▶ **Description of the task**: In the records below, find each line with "matches" and copy it.

========================================

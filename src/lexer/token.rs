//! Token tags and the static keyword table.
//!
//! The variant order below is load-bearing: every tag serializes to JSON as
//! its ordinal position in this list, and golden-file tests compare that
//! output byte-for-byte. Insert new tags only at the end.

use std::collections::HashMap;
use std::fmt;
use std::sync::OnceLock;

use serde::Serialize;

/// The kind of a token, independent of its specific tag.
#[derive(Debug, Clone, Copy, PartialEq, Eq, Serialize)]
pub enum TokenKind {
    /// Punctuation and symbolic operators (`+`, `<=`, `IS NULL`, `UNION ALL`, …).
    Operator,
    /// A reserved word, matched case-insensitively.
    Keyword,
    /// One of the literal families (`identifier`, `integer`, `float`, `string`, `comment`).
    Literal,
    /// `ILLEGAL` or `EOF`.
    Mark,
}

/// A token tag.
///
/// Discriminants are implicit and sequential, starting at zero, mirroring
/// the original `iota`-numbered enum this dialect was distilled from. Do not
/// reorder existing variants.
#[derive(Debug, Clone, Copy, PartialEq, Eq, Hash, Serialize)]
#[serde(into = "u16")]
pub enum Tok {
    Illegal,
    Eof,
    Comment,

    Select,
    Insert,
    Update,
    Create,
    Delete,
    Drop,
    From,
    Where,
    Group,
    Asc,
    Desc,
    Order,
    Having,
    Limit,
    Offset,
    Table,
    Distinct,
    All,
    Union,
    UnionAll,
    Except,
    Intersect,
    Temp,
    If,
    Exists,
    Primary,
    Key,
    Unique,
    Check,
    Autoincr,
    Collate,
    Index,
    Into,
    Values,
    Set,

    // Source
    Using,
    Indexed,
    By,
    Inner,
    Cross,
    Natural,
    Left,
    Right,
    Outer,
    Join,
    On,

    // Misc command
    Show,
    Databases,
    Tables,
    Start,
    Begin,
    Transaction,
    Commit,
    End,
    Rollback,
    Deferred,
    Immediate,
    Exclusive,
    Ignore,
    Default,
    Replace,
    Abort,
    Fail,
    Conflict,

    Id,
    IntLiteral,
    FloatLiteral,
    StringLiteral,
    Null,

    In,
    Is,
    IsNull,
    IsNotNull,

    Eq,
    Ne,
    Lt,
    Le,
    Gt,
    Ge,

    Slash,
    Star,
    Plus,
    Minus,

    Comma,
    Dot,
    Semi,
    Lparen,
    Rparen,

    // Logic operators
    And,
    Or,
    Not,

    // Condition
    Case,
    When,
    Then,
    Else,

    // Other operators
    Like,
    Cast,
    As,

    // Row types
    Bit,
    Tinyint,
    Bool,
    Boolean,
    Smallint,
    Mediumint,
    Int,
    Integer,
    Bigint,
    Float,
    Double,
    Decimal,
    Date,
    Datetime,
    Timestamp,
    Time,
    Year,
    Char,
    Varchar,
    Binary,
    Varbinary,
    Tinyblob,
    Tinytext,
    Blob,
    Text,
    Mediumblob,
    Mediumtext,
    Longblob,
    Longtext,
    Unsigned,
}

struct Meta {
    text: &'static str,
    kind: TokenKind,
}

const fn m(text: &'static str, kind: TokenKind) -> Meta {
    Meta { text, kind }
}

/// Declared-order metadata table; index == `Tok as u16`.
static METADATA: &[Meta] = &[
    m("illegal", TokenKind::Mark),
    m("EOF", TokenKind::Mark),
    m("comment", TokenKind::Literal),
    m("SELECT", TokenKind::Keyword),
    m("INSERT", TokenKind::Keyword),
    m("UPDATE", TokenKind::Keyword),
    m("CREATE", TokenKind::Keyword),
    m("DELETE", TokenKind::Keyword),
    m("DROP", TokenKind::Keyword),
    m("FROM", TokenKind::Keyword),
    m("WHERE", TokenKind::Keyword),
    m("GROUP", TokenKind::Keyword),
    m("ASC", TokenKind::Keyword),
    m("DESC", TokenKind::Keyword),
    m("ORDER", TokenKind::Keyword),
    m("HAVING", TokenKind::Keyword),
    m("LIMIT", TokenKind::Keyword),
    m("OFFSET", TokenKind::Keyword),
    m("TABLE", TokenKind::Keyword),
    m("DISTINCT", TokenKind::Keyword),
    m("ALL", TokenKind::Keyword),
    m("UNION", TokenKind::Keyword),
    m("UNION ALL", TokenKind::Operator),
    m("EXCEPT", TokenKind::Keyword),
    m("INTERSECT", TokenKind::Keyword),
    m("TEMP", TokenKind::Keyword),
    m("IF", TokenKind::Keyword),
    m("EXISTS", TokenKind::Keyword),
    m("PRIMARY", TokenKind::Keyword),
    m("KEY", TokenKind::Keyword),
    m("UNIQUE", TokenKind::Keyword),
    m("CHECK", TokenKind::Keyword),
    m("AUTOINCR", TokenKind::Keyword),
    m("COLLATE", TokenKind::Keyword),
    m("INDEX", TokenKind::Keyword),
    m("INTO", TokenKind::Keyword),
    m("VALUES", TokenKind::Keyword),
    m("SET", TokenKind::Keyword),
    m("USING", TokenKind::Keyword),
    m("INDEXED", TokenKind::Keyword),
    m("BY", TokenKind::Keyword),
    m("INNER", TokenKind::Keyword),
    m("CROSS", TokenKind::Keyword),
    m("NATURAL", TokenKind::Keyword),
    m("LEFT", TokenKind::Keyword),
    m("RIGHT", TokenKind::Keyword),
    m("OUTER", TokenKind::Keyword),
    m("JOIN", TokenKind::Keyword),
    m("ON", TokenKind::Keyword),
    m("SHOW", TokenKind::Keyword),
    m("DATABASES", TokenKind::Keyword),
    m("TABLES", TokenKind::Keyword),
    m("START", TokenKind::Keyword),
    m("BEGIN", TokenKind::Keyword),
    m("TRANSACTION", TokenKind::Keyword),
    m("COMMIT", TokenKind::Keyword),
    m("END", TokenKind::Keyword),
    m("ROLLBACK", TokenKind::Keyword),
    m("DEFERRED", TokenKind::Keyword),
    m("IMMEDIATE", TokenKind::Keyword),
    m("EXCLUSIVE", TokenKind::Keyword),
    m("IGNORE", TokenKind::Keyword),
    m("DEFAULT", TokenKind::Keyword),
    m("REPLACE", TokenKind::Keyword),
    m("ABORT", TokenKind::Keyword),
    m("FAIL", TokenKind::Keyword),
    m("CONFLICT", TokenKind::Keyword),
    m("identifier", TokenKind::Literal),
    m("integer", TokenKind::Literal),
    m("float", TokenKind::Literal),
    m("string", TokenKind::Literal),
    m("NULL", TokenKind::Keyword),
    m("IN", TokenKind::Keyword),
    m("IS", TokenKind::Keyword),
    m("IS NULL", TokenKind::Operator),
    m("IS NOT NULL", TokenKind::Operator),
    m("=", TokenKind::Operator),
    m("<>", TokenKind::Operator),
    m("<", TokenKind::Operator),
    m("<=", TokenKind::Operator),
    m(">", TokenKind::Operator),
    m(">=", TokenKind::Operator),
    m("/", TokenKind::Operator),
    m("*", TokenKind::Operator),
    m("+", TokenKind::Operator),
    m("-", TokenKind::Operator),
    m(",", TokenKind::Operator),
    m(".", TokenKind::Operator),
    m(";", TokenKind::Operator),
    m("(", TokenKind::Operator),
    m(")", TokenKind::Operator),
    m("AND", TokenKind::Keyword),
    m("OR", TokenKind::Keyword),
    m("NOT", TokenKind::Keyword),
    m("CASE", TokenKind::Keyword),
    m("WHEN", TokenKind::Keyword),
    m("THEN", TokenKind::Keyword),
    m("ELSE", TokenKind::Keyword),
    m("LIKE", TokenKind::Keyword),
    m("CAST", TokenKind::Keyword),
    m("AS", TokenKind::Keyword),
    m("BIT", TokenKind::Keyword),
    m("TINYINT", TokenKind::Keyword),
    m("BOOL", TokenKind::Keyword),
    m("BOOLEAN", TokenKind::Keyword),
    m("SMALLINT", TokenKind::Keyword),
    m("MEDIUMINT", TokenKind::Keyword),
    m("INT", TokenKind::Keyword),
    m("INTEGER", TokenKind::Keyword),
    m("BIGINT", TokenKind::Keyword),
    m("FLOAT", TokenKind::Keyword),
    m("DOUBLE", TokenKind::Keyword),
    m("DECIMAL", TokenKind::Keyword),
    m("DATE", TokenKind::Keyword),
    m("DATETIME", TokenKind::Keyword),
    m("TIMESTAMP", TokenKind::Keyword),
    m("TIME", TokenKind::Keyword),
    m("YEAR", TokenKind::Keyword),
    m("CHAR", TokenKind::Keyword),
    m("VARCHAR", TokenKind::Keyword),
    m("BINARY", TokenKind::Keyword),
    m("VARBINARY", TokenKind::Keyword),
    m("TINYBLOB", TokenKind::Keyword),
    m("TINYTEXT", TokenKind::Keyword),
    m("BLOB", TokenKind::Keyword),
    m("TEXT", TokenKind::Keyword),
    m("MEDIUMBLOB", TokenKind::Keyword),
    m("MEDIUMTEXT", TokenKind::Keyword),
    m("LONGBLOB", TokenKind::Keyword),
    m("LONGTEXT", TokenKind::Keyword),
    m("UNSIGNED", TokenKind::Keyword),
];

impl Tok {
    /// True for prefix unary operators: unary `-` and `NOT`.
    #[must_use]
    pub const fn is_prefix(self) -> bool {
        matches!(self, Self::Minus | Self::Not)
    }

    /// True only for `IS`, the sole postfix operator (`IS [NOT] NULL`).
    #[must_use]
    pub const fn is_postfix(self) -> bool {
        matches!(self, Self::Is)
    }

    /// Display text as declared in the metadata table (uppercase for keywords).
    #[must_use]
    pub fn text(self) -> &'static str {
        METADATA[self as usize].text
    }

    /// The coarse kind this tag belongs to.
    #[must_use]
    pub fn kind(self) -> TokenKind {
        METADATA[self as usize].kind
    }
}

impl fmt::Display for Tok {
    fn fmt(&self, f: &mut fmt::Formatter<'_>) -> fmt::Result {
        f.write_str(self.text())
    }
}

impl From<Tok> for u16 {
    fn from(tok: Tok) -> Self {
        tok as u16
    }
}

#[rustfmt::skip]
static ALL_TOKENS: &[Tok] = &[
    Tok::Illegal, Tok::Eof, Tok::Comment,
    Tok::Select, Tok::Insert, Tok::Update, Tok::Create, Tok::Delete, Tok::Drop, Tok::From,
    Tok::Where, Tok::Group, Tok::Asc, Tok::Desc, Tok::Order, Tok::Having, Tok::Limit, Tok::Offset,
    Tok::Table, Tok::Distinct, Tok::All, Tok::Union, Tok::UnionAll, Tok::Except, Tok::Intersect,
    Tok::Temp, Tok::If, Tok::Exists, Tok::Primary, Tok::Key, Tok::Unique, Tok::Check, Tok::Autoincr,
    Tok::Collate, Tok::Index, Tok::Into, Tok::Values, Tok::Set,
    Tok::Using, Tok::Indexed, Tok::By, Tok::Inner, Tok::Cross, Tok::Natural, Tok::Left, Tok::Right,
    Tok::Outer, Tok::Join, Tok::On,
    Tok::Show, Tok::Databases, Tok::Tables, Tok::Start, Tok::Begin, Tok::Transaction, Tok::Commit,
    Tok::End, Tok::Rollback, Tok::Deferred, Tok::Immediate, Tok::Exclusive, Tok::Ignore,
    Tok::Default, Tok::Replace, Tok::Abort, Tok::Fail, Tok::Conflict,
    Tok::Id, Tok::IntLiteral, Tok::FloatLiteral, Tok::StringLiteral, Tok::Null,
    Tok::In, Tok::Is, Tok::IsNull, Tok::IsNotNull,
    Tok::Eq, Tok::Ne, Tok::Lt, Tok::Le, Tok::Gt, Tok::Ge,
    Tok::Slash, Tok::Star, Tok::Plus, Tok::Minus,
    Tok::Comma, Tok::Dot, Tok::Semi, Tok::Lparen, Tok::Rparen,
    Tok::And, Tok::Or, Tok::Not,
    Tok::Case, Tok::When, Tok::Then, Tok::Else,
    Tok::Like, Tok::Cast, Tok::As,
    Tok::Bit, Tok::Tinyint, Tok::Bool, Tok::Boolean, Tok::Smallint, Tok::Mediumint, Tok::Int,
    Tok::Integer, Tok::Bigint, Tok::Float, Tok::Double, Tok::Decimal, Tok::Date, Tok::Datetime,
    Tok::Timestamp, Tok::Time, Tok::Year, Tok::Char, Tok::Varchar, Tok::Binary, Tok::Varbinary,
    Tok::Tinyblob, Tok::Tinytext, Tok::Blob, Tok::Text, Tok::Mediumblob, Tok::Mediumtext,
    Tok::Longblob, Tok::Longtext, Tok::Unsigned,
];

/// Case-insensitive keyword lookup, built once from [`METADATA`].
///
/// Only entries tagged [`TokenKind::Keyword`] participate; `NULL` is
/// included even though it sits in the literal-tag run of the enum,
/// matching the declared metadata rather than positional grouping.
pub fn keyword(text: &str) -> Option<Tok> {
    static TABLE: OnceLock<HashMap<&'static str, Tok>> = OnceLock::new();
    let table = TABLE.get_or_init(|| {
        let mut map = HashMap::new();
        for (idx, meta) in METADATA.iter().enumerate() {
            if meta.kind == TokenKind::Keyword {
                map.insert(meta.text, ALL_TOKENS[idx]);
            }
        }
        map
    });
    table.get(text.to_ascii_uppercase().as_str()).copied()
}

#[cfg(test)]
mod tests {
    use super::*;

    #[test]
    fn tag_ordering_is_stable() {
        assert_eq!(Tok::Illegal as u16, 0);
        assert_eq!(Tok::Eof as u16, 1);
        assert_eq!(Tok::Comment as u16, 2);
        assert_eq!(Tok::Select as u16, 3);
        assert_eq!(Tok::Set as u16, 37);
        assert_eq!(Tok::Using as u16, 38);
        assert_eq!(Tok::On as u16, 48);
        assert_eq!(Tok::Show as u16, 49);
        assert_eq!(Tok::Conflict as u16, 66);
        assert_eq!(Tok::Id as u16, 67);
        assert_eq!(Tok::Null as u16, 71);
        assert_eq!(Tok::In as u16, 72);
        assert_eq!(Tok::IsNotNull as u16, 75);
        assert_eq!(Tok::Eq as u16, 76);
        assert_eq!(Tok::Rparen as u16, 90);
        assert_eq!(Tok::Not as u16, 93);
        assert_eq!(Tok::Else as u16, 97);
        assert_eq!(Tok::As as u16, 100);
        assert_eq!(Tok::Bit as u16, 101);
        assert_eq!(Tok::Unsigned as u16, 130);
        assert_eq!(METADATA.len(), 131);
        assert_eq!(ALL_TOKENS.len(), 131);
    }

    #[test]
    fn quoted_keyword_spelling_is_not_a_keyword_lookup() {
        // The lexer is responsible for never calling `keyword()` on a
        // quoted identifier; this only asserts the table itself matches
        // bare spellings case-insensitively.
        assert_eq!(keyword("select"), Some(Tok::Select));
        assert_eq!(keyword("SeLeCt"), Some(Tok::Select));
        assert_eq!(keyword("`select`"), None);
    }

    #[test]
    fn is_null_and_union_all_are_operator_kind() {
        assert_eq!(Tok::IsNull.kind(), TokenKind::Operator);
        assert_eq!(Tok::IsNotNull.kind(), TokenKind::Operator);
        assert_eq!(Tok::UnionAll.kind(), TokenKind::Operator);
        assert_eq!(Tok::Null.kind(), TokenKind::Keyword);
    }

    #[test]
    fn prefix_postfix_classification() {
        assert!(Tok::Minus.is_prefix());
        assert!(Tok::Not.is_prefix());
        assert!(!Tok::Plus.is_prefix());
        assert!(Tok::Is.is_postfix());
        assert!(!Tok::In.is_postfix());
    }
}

========================================

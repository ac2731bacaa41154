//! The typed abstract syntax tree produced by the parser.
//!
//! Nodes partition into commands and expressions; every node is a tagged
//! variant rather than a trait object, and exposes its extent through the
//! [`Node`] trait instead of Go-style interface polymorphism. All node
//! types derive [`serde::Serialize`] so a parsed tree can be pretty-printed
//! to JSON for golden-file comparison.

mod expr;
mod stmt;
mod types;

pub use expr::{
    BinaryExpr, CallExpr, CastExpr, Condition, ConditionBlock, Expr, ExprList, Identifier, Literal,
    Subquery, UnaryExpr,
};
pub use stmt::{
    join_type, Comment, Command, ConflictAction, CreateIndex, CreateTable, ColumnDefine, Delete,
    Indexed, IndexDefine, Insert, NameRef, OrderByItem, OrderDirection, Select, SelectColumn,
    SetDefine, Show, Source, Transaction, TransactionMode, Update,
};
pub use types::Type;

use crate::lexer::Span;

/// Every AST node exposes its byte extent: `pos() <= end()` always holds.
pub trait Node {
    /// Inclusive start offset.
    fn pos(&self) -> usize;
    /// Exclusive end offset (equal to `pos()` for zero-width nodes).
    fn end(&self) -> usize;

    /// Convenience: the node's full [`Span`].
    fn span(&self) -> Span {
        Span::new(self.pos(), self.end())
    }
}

========================================

▶ **The answer**:
        matches!(self, Self::Minus | Self::Not)
        matches!(self, Self::Is)
        // quoted identifier; this only asserts the table itself matches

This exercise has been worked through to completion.